When Miao started his second semester at Bowdoin, he quickly recognized a need to make home dishes for himself and his Chinese friends. “Unlike other students in New York City or California, we don’t get real Chinese food in this small New England town, and not everyone has a kitchen or the time to cook,” he said. His solution was to propose a congee display table at Moulton Union dining hall. The dining hall approved his idea, and since then Miao has been making congee every Sunday brunch. Congee, plain rice porridge, is a dish found across China and comforts the stomachs of millions of Chinese. It is what chicken noodle soup is to Americans. Other Asian countries also make a similar dish. Indonesians call it burbur and Koreans call it jook.
Video by Rebecca Goldfine
In China, mothers make an array of side dishes to accompany the simple congee. Miao said some non-Asian students occasionally try his congee, but most stick with big scoops of the less exotic side dishes. “I try very hard to imitate the taste of home, but the ingredients are different here. Cabbages aren’t as sweet, meat isn’t as flavorful, and you quickly run out of leafy greens to choose from,” he said. Once in a while, Miao does discover the taste of home at Brunswick’s farmer’s markets, but the benefit is not always worth the cost. A small bunch of bok choy, for example, costs $4 in Maine, whereas in China one can buy twice the volume for about $1. Miao’s congee has become a much anticipated dish that drives Asian international students out of their beds on Sunday morning. “Is the congee gone?!” Miao often receives frantic messages from his Asian friends while working.
Zhao said that she was often “moved” and “healed” by Miao’s congee during her time at Bowdoin. A bland and modest dish, congee is not something children normally appreciate, but Zhao said she had craved it since coming to the United States. “When you are depressed from the infinite snowstorms and anxious about your life in the U.S., it’s simply comforting to eat something you remember from home,” she said. Chinese international students often suffer from anxiety, a result of being disconnected from their social support systems and struggling to compete for employment opportunities due to the constraints of visa eligibility.
As of 2014, there were 274,000 Chinese international students in the United States.

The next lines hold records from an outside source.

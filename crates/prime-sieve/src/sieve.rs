//! Sieve of Eratosthenes
//!
//! INVARIANTS:
//! - Every returned value `p` satisfies `1 < p < bound`
//! - The result is strictly increasing
//! - A value below the bound is returned iff it is prime
//! - Every engine and layout returns the same sequence for the same bound

use std::sync::Arc;
use std::time::Instant;

use tracing::debug;

use crate::backends::{create_engine, sequential::SequentialEngine, Backend, SieveEngine};
use crate::domain::{Bound, MarkingTable, SieveConfig, TableLayout};
use crate::error::SieveError;
use crate::metrics::{MetricsRecorder, NoOpMetrics};

/// All primes strictly below `sieve_length`, in ascending order
///
/// Runs the single-threaded engine over a dense table. Accepts any integer
/// or float type; negative or fractional bounds fail with `InvalidArgument`.
///
/// ```
/// assert_eq!(prime_sieve::sieve(10).unwrap(), vec![2, 3, 5, 7]);
/// assert!(prime_sieve::sieve(-1).is_err());
/// ```
pub fn sieve<B>(sieve_length: B) -> Result<Vec<usize>, SieveError>
where
    B: TryInto<Bound>,
    SieveError: From<B::Error>,
{
    Ok(sieve_table(sieve_length.try_into()?)?.into_primes())
}

/// Number of primes strictly below `sieve_length`
pub fn count_primes_below<B>(sieve_length: B) -> Result<usize, SieveError>
where
    B: TryInto<Bound>,
    SieveError: From<B::Error>,
{
    Ok(sieve_table(sieve_length.try_into()?)?.count())
}

fn sieve_table(bound: Bound) -> Result<SievedTable, SieveError> {
    let mut table = MarkingTable::allocate(bound.get(), TableLayout::Dense, None)?;
    let stats = SequentialEngine::new().sweep(&mut table);
    debug!(%bound, sweeps = stats.sweeps, marks = stats.marks, "Sieve complete");
    Ok(SievedTable { table })
}

/// Configured sieve
///
/// Cheap to share: `Sieve` is `Send + Sync` and every call allocates its own
/// marking table.
pub struct Sieve {
    config: SieveConfig,
    engine: Arc<dyn SieveEngine>,
    metrics: Arc<dyn MetricsRecorder>,
}

impl Sieve {
    /// Create a sieve from a validated configuration
    pub fn new(config: SieveConfig) -> Result<Self, SieveError> {
        config.validate()?;
        let engine = create_engine(config.backend, config.parallel_threshold)?;
        debug!(
            engine = %engine.info().name,
            layout = %config.layout,
            max_table_bits = config.max_table_bits,
            "Sieve created"
        );

        Ok(Self {
            config,
            engine,
            metrics: Arc::new(NoOpMetrics),
        })
    }

    /// Attach a metrics recorder
    pub fn with_metrics(mut self, metrics: Arc<dyn MetricsRecorder>) -> Self {
        self.metrics = metrics;
        self
    }

    pub fn config(&self) -> &SieveConfig {
        &self.config
    }

    pub fn backend(&self) -> Backend {
        self.engine.backend()
    }

    /// Sieve `0..sieve_length` and keep the finished table for queries
    pub fn table<B>(&self, sieve_length: B) -> Result<SievedTable, SieveError>
    where
        B: TryInto<Bound>,
        SieveError: From<B::Error>,
    {
        let started = Instant::now();

        let bound: Bound = sieve_length.try_into().map_err(|e| {
            self.metrics.record_rejected();
            SieveError::from(e)
        })?;

        let mut table = MarkingTable::allocate(
            bound.get(),
            self.config.layout,
            Some(self.config.max_table_bits),
        )
        .inspect_err(|_| self.metrics.record_rejected())?;
        self.metrics.record_table_allocated(table.storage_bits());

        let stats = self.engine.sweep(&mut table);
        let sieved = SievedTable { table };
        let count = sieved.count();

        self.metrics.record_sieve(started.elapsed(), stats, count);
        debug!(
            %bound,
            backend = %self.engine.backend(),
            layout = %self.config.layout,
            sweeps = stats.sweeps,
            primes = count,
            "Sieve complete"
        );

        Ok(sieved)
    }

    /// All primes strictly below `sieve_length`, in ascending order
    pub fn primes_below<B>(&self, sieve_length: B) -> Result<Vec<usize>, SieveError>
    where
        B: TryInto<Bound>,
        SieveError: From<B::Error>,
    {
        Ok(self.table(sieve_length)?.into_primes())
    }

    /// Number of primes strictly below `sieve_length`
    pub fn count_below<B>(&self, sieve_length: B) -> Result<usize, SieveError>
    where
        B: TryInto<Bound>,
        SieveError: From<B::Error>,
    {
        Ok(self.table(sieve_length)?.count())
    }
}

/// Finished marking table
///
/// Answers primality only for values inside the swept range.
#[derive(Clone, Debug)]
pub struct SievedTable {
    table: MarkingTable,
}

impl SievedTable {
    /// Exclusive upper limit of the swept range
    pub fn bound(&self) -> usize {
        self.table.bound()
    }

    pub fn layout(&self) -> TableLayout {
        self.table.layout()
    }

    /// Whether `value` is prime
    ///
    /// # Errors
    /// `OutOfRange` when `value` is not below the bound.
    pub fn is_prime(&self, value: usize) -> Result<bool, SieveError> {
        if value >= self.table.bound() {
            return Err(SieveError::OutOfRange {
                value,
                bound: self.table.bound(),
            });
        }
        Ok(self.table.is_candidate(value))
    }

    /// Number of primes below the bound
    pub fn count(&self) -> usize {
        self.table.count()
    }

    /// Ascending primes below the bound
    pub fn primes(&self) -> Vec<usize> {
        self.table.primes()
    }

    /// Extract the primes and drop the table
    pub fn into_primes(self) -> Vec<usize> {
        self.table.primes()
    }
}
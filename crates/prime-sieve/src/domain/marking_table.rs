//! Bit-packed marking table
//!
//! INVARIANTS:
//! - A slot cleared to `false` is never set back to `true`
//! - After a full sweep, `is_candidate(k)` is true iff `k` is prime
//!
//! Two layouts share the same sweep arithmetic. `Dense` stores one bit per
//! index. `OddOnly` stores one bit per odd index (slot `s` is `2s + 1`), and
//! reports 2 on its own. In both layouts the multiples `i*i, i*i + step, ...`
//! of an odd prime `i` are exactly `i` slots apart.

use bitvec::prelude::*;
use serde::{Deserialize, Serialize};

use crate::error::SieveError;

const WORD_BITS: usize = usize::BITS as usize;

/// Storage layout of the marking table
#[derive(Clone, Copy, Debug, Default, PartialEq, Eq, Hash, Serialize, Deserialize)]
#[serde(rename_all = "snake_case")]
pub enum TableLayout {
    /// One bit per index in `0..bound`
    #[default]
    Dense,
    /// One bit per odd index; halves memory
    OddOnly,
}

impl TableLayout {
    /// Number of bits needed to cover `0..bound`
    pub fn storage_bits(self, bound: usize) -> usize {
        match self {
            TableLayout::Dense => bound,
            TableLayout::OddOnly => bound / 2,
        }
    }
}

impl std::fmt::Display for TableLayout {
    fn fmt(&self, f: &mut std::fmt::Formatter<'_>) -> std::fmt::Result {
        match self {
            TableLayout::Dense => write!(f, "dense"),
            TableLayout::OddOnly => write!(f, "odd-only"),
        }
    }
}

/// Slot range struck by a single sweep: `start, start + step, ...` below `end`
#[derive(Clone, Copy, Debug, PartialEq, Eq)]
pub struct Sweep {
    pub start: usize,
    pub step: usize,
    pub end: usize,
}

impl Sweep {
    /// Number of slots this sweep writes
    pub fn marks(&self) -> usize {
        if self.start >= self.end {
            0
        } else {
            (self.end - self.start - 1) / self.step + 1
        }
    }

    /// Width of the slot range covered, in table bits
    pub fn span(&self) -> usize {
        self.end.saturating_sub(self.start)
    }
}

/// Marking table for one sieve invocation
#[derive(Clone, Debug)]
pub struct MarkingTable {
    bits: BitVec<usize, Lsb0>,
    bound: usize,
    layout: TableLayout,
}

impl MarkingTable {
    /// Allocate a table for `0..bound` with every slot a candidate, then
    /// rule out 0 and 1 where they exist
    ///
    /// # Errors
    /// `ResourceExhaustion` when the table exceeds `limit_bits` or the
    /// allocator refuses the request.
    pub fn allocate(
        bound: usize,
        layout: TableLayout,
        limit_bits: Option<u64>,
    ) -> Result<Self, SieveError> {
        let storage_bits = layout.storage_bits(bound);
        let exhausted = SieveError::ResourceExhaustion {
            requested_bits: storage_bits,
            limit_bits,
        };

        if limit_bits.is_some_and(|limit| storage_bits as u64 > limit) {
            tracing::warn!(bound, storage_bits, ?limit_bits, "Marking table exceeds configured limit");
            return Err(exhausted);
        }

        let words = storage_bits.div_ceil(WORD_BITS);
        let mut raw: Vec<usize> = Vec::new();
        if raw.try_reserve_exact(words).is_err() {
            tracing::warn!(bound, storage_bits, "Marking table allocation failed");
            return Err(exhausted);
        }
        raw.resize(words, usize::MAX);

        let mut bits = BitVec::<usize, Lsb0>::from_vec(raw);
        bits.truncate(storage_bits);

        let mut table = Self {
            bits,
            bound,
            layout,
        };
        table.rule_out_units();
        Ok(table)
    }

    fn rule_out_units(&mut self) {
        match self.layout {
            TableLayout::Dense => {
                if self.bound >= 1 {
                    self.bits.set(0, false);
                }
                if self.bound >= 2 {
                    self.bits.set(1, false);
                }
            }
            // Slot 0 holds index 1; index 0 is even and never stored
            TableLayout::OddOnly => {
                if !self.bits.is_empty() {
                    self.bits.set(0, false);
                }
            }
        }
    }

    pub fn bound(&self) -> usize {
        self.bound
    }

    pub fn layout(&self) -> TableLayout {
        self.layout
    }

    /// Bits of storage backing the table
    pub fn storage_bits(&self) -> usize {
        self.bits.len()
    }

    /// Whether `k` has not been ruled out. `k` must be below the bound.
    pub fn is_candidate(&self, k: usize) -> bool {
        debug_assert!(k < self.bound, "index {k} outside table of {}", self.bound);
        match self.layout {
            TableLayout::Dense => self.bits[k],
            TableLayout::OddOnly => match k {
                2 => true,
                k if k % 2 == 0 => false,
                k => self.bits[k / 2],
            },
        }
    }

    /// Slots holding the multiples of candidate `i` from `i*i` upward
    ///
    /// Returns `None` when there is nothing to strike: `i*i` is past the
    /// bound, or `i` is even in the odd-only layout (evens are not stored).
    pub fn sweep_for(&self, i: usize) -> Option<Sweep> {
        let square = i.checked_mul(i)?;
        if square >= self.bound {
            return None;
        }
        let sweep = match self.layout {
            TableLayout::Dense => Sweep {
                start: square,
                step: i,
                end: self.bound,
            },
            TableLayout::OddOnly if i % 2 == 0 => return None,
            TableLayout::OddOnly => Sweep {
                start: square / 2,
                step: i,
                end: self.bits.len(),
            },
        };
        Some(sweep)
    }

    /// Clear every slot of `sweep`; returns the number of slots written
    pub fn strike(&mut self, sweep: Sweep) -> usize {
        let mut marks = 0;
        for slot in (sweep.start..sweep.end).step_by(sweep.step) {
            self.bits.set(slot, false);
            marks += 1;
        }
        marks
    }

    /// Backing words, least significant bit first
    ///
    /// Bits past `storage_bits()` in the last word are padding and must not
    /// be read as table entries.
    pub fn raw_words_mut(&mut self) -> &mut [usize] {
        self.bits.as_raw_mut_slice()
    }

    /// Number of candidates left in the table
    pub fn count(&self) -> usize {
        let ones = self.bits.count_ones();
        match self.layout {
            TableLayout::Dense => ones,
            TableLayout::OddOnly => ones + usize::from(self.bound > 2),
        }
    }

    /// Ascending list of candidates left in the table
    pub fn primes(&self) -> Vec<usize> {
        let mut primes = Vec::with_capacity(self.count());
        match self.layout {
            TableLayout::Dense => primes.extend(self.bits.iter_ones()),
            TableLayout::OddOnly => {
                if self.bound > 2 {
                    primes.push(2);
                }
                primes.extend(self.bits.iter_ones().map(|slot| 2 * slot + 1));
            }
        }
        primes
    }
}
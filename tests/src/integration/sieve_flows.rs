//! # Sieve Flows
//!
//! Public entry points from bound to result sequence:
//!
//! 1. **Free functions**: `sieve()` and `count_primes_below()`
//! 2. **Configured sieve**: config loaded from JSON, validated, then run
//! 3. **Failure surfaces**: bad bounds, oversized tables, bad config

#[cfg(test)]
mod tests {
    use prime_sieve::{
        count_primes_below, sieve, Backend, Sieve, SieveConfig, SieveConfigBuilder, SieveError,
        TableLayout,
    };

    use crate::common::{init_tracing, is_prime_by_trial_division, PRIMES_BELOW_100};

    // =============================================================================
    // FREE FUNCTIONS
    // =============================================================================

    #[test]
    fn test_reference_scenarios() {
        init_tracing();

        assert!(sieve(0).unwrap().is_empty());
        assert!(sieve(1).unwrap().is_empty());
        assert!(sieve(2).unwrap().is_empty());
        assert_eq!(sieve(3).unwrap(), vec![2]);
        assert_eq!(sieve(10).unwrap(), vec![2, 3, 5, 7]);
        assert_eq!(
            sieve(30).unwrap(),
            vec![2, 3, 5, 7, 11, 13, 17, 19, 23, 29]
        );
        assert_eq!(sieve(100).unwrap(), PRIMES_BELOW_100.to_vec());
    }

    #[test]
    fn test_bound_types_accepted() {
        let expected = vec![2, 3, 5, 7];
        assert_eq!(sieve(10u8).unwrap(), expected);
        assert_eq!(sieve(10u32).unwrap(), expected);
        assert_eq!(sieve(10u64).unwrap(), expected);
        assert_eq!(sieve(10i64).unwrap(), expected);
        assert_eq!(sieve(10usize).unwrap(), expected);
        assert_eq!(sieve(10.0f32).unwrap(), expected);
    }

    #[test]
    fn test_oracle_agreement_up_to_ten_thousand() {
        let primes = sieve(10_000).unwrap();
        let oracle: Vec<usize> = (0..10_000)
            .filter(|&n| is_prime_by_trial_division(n))
            .collect();
        assert_eq!(primes, oracle);
        assert_eq!(count_primes_below(10_000).unwrap(), 1_229);
    }

    #[test]
    fn test_invalid_arguments_return_no_partial_result() {
        for result in [sieve(-1), sieve(-1_000_000), sieve(i32::MIN)] {
            assert!(matches!(result, Err(SieveError::InvalidArgument { .. })));
        }
        for result in [sieve(0.5), sieve(-2.0), sieve(f64::INFINITY)] {
            assert!(matches!(result, Err(SieveError::InvalidArgument { .. })));
        }
        assert!(count_primes_below(-7).is_err());
    }

    // =============================================================================
    // CONFIGURED SIEVE
    // =============================================================================

    #[test]
    fn test_config_from_json_drives_sieve() {
        init_tracing();

        let config: SieveConfig = serde_json::from_str(
            r#"{
                "backend": "sequential",
                "layout": "odd_only",
                "max_table_bits": 100000,
                "parallel_threshold": 4096
            }"#,
        )
        .expect("config should parse");

        let sieve = Sieve::new(config).expect("config should validate");
        assert_eq!(sieve.backend(), Backend::Sequential);
        assert_eq!(sieve.count_below(100_000usize).unwrap(), 9_592);

        // 200_000 odd-only needs 100_000 bits: exactly at the cap
        assert!(sieve.count_below(200_001usize).is_ok());
        assert!(matches!(
            sieve.count_below(200_002usize),
            Err(SieveError::ResourceExhaustion { .. })
        ));
    }

    #[test]
    fn test_builder_rejects_bad_config() {
        let result = SieveConfigBuilder::new().max_table_bits(0).build();
        assert!(matches!(result, Err(SieveError::InvalidConfig(_))));

        let config = SieveConfig {
            parallel_threshold: 0,
            ..Default::default()
        };
        assert!(Sieve::new(config).is_err());
    }

    #[test]
    fn test_sieved_table_answers_in_range_queries() {
        let sieve = Sieve::new(
            SieveConfigBuilder::new()
                .layout(TableLayout::OddOnly)
                .build()
                .unwrap(),
        )
        .unwrap();

        let table = sieve.table(1_000usize).unwrap();
        for n in 0..1_000 {
            assert_eq!(table.is_prime(n).unwrap(), is_prime_by_trial_division(n), "{n}");
        }
        assert!(matches!(
            table.is_prime(1_000),
            Err(SieveError::OutOfRange { value: 1_000, bound: 1_000 })
        ));
        assert_eq!(table.primes().len(), table.count());
    }
}
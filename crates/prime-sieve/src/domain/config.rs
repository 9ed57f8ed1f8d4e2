//! Sieve configuration and validation
//!
//! # Example
//!
//! ```
//! use prime_sieve::{Backend, SieveConfigBuilder, TableLayout};
//!
//! let config = SieveConfigBuilder::new()
//!     .backend(Backend::Sequential)
//!     .layout(TableLayout::OddOnly)
//!     .max_table_bits(1 << 20)
//!     .build()
//!     .expect("Valid config");
//! assert_eq!(config.layout, TableLayout::OddOnly);
//! ```

use serde::{Deserialize, Serialize};

use super::marking_table::TableLayout;
use crate::backends::Backend;
use crate::error::SieveError;

/// Default cap on marking table storage: 2^36 bits (8 GiB)
pub const DEFAULT_MAX_TABLE_BITS: u64 = 1 << 36;

/// Default minimum sweep span, in table bits, before Rayon is used
pub const DEFAULT_PARALLEL_THRESHOLD: usize = 1 << 16;

/// Sieve configuration
#[derive(Clone, Debug, PartialEq, Serialize, Deserialize)]
#[serde(default)]
pub struct SieveConfig {
    /// Engine running the sweeps
    pub backend: Backend,
    /// Marking table storage layout
    pub layout: TableLayout,
    /// Largest marking table, in bits, a single call may allocate
    pub max_table_bits: u64,
    /// Sweeps narrower than this many table bits run on one thread
    pub parallel_threshold: usize,
}

impl Default for SieveConfig {
    fn default() -> Self {
        Self {
            backend: Backend::default(),
            layout: TableLayout::Dense,
            max_table_bits: DEFAULT_MAX_TABLE_BITS,
            parallel_threshold: DEFAULT_PARALLEL_THRESHOLD,
        }
    }
}

impl SieveConfig {
    /// Validate configuration
    pub fn validate(&self) -> Result<(), SieveError> {
        if self.max_table_bits == 0 {
            return Err(SieveError::InvalidConfig(
                "max_table_bits cannot be 0".to_string(),
            ));
        }

        if self.parallel_threshold == 0 {
            return Err(SieveError::InvalidConfig(
                "parallel_threshold cannot be 0".to_string(),
            ));
        }

        if !self.backend.is_available() {
            return Err(SieveError::BackendUnavailable(self.backend));
        }

        Ok(())
    }

    /// Builder-style method to set the backend
    pub fn with_backend(mut self, backend: Backend) -> Self {
        self.backend = backend;
        self
    }

    /// Builder-style method to set the table layout
    pub fn with_layout(mut self, layout: TableLayout) -> Self {
        self.layout = layout;
        self
    }

    /// Builder-style method to set the table size cap
    pub fn with_max_table_bits(mut self, bits: u64) -> Self {
        self.max_table_bits = bits;
        self
    }

    /// Builder-style method to set the parallel sweep threshold
    pub fn with_parallel_threshold(mut self, bits: usize) -> Self {
        self.parallel_threshold = bits;
        self
    }
}

/// Builder for SieveConfig with validation
#[derive(Default)]
pub struct SieveConfigBuilder {
    backend: Option<Backend>,
    layout: Option<TableLayout>,
    max_table_bits: Option<u64>,
    parallel_threshold: Option<usize>,
}

impl SieveConfigBuilder {
    /// Create a new builder with default values
    pub fn new() -> Self {
        Self::default()
    }

    /// Set the engine backend
    pub fn backend(mut self, backend: Backend) -> Self {
        self.backend = Some(backend);
        self
    }

    /// Set the marking table layout
    pub fn layout(mut self, layout: TableLayout) -> Self {
        self.layout = Some(layout);
        self
    }

    /// Set the largest table, in bits, a call may allocate
    pub fn max_table_bits(mut self, bits: u64) -> Self {
        self.max_table_bits = Some(bits);
        self
    }

    /// Set the minimum sweep span handed to Rayon
    pub fn parallel_threshold(mut self, bits: usize) -> Self {
        self.parallel_threshold = Some(bits);
        self
    }

    /// Build the SieveConfig, validating all parameters
    pub fn build(self) -> Result<SieveConfig, SieveError> {
        let defaults = SieveConfig::default();

        let config = SieveConfig {
            backend: self.backend.unwrap_or(defaults.backend),
            layout: self.layout.unwrap_or(defaults.layout),
            max_table_bits: self.max_table_bits.unwrap_or(defaults.max_table_bits),
            parallel_threshold: self.parallel_threshold.unwrap_or(defaults.parallel_threshold),
        };

        config.validate()?;
        Ok(config)
    }
}
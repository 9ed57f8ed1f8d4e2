//! # Prime Sieve
//!
//! All primes strictly below a bound, by the Sieve of Eratosthenes.
//!
//! ## Architecture
//!
//! - **Domain Layer** (`domain/`): Pure logic, no threads
//!   - `Bound`: Exclusive upper limit with checked conversions
//!   - `MarkingTable`: Bit-packed candidate table (dense or odd-only)
//!   - `integer_sqrt`: Exact outer loop bound
//!   - `SieveConfig` / `SieveConfigBuilder`: Configuration with validation
//!
//! - **Backends** (`backends/`): Engines running the sweeps
//!   - `SequentialEngine`: Always available
//!   - `RayonEngine`: Parallel inner sweep (feature `parallel`)
//!
//! - **Sieve** (`sieve`): Entry points
//!   - `sieve()` / `count_primes_below()`: Single-threaded, dense table
//!   - `Sieve`: Configured engine + layout + metrics
//!   - `SievedTable`: Finished table for in-range primality queries
//!
//! ## Invariants
//!
//! - **INVARIANT-1**: Every result `p` satisfies `1 < p < bound`, ascending
//! - **INVARIANT-2**: A value below the bound is returned iff it is prime
//! - **INVARIANT-3**: A table slot cleared to composite is never revived
//!
//! ## Usage Example
//!
//! ```
//! use prime_sieve::{sieve, Backend, Sieve, SieveConfigBuilder, TableLayout};
//!
//! assert_eq!(sieve(30).unwrap(), vec![2, 3, 5, 7, 11, 13, 17, 19, 23, 29]);
//!
//! let config = SieveConfigBuilder::new()
//!     .backend(Backend::Sequential)
//!     .layout(TableLayout::OddOnly)
//!     .build()
//!     .unwrap();
//! let table = Sieve::new(config).unwrap().table(100usize).unwrap();
//! assert!(table.is_prime(97).unwrap());
//! assert_eq!(table.count(), 25);
//! ```

pub mod backends;
pub mod domain;
pub mod error;
pub mod metrics;
pub mod sieve;

// Re-exports for convenience
pub use backends::{auto_detect, create_engine, Backend, EngineInfo, SieveEngine, SweepStats};
pub use domain::{Bound, MarkingTable, SieveConfig, SieveConfigBuilder, TableLayout};
pub use error::SieveError;
pub use metrics::{Metrics, MetricsRecorder, MetricsSnapshot, NoOpMetrics};
pub use sieve::{count_primes_below, sieve, Sieve, SievedTable};
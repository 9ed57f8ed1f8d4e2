//! Domain Layer - Pure sieve logic
//!
//! This layer contains:
//! - Bound conversions and validation
//! - Integer square root for the outer loop
//! - Bit-packed marking table (dense and odd-only layouts)
//! - Sieve configuration
//!
//! RULES:
//! - No I/O operations
//! - No threading; parallel sweeps live in `backends/`

pub mod bound;
pub mod config;
pub mod marking_table;
pub mod root;

pub use bound::Bound;
pub use config::{SieveConfig, SieveConfigBuilder, DEFAULT_MAX_TABLE_BITS, DEFAULT_PARALLEL_THRESHOLD};
pub use marking_table::{MarkingTable, Sweep, TableLayout};
pub use root::integer_sqrt;
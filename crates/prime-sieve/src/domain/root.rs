//! Integer square root for the outer loop bound
//!
//! `sqrt` on `f64` is only exact up to 2^52; above that the truncated result
//! can be one off in either direction, which would drop the last candidate
//! factor. The float estimate is corrected until `r*r <= n < (r+1)*(r+1)`.

/// Largest `r` such that `r * r <= n`
pub fn integer_sqrt(n: usize) -> usize {
    if n < 2 {
        return n;
    }

    let mut r = (n as f64).sqrt() as usize;

    // Overflowing square is always above n
    while r.checked_mul(r).map_or(true, |sq| sq > n) {
        r -= 1;
    }
    while (r + 1).checked_mul(r + 1).is_some_and(|sq| sq <= n) {
        r += 1;
    }

    r
}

Many are only children who never needed to cook when they were at home in China. When they go abroad, however, they often surprise their families with their newfound interest in cooking.(“Since when have you switched to a culinary major?” was my father’s response when he noticed how much his daughter was cooking in the States.) The overseas students practice and practice, recognizing that cooking is the easiest remedy to ease their homesickness, even faster than Skype. Ran Xie, a graduate from McMaster University in Ontario, said, “I know my mom’s method is wrong, but I still fight with my boyfriend over whether we should add the garlic first or last.”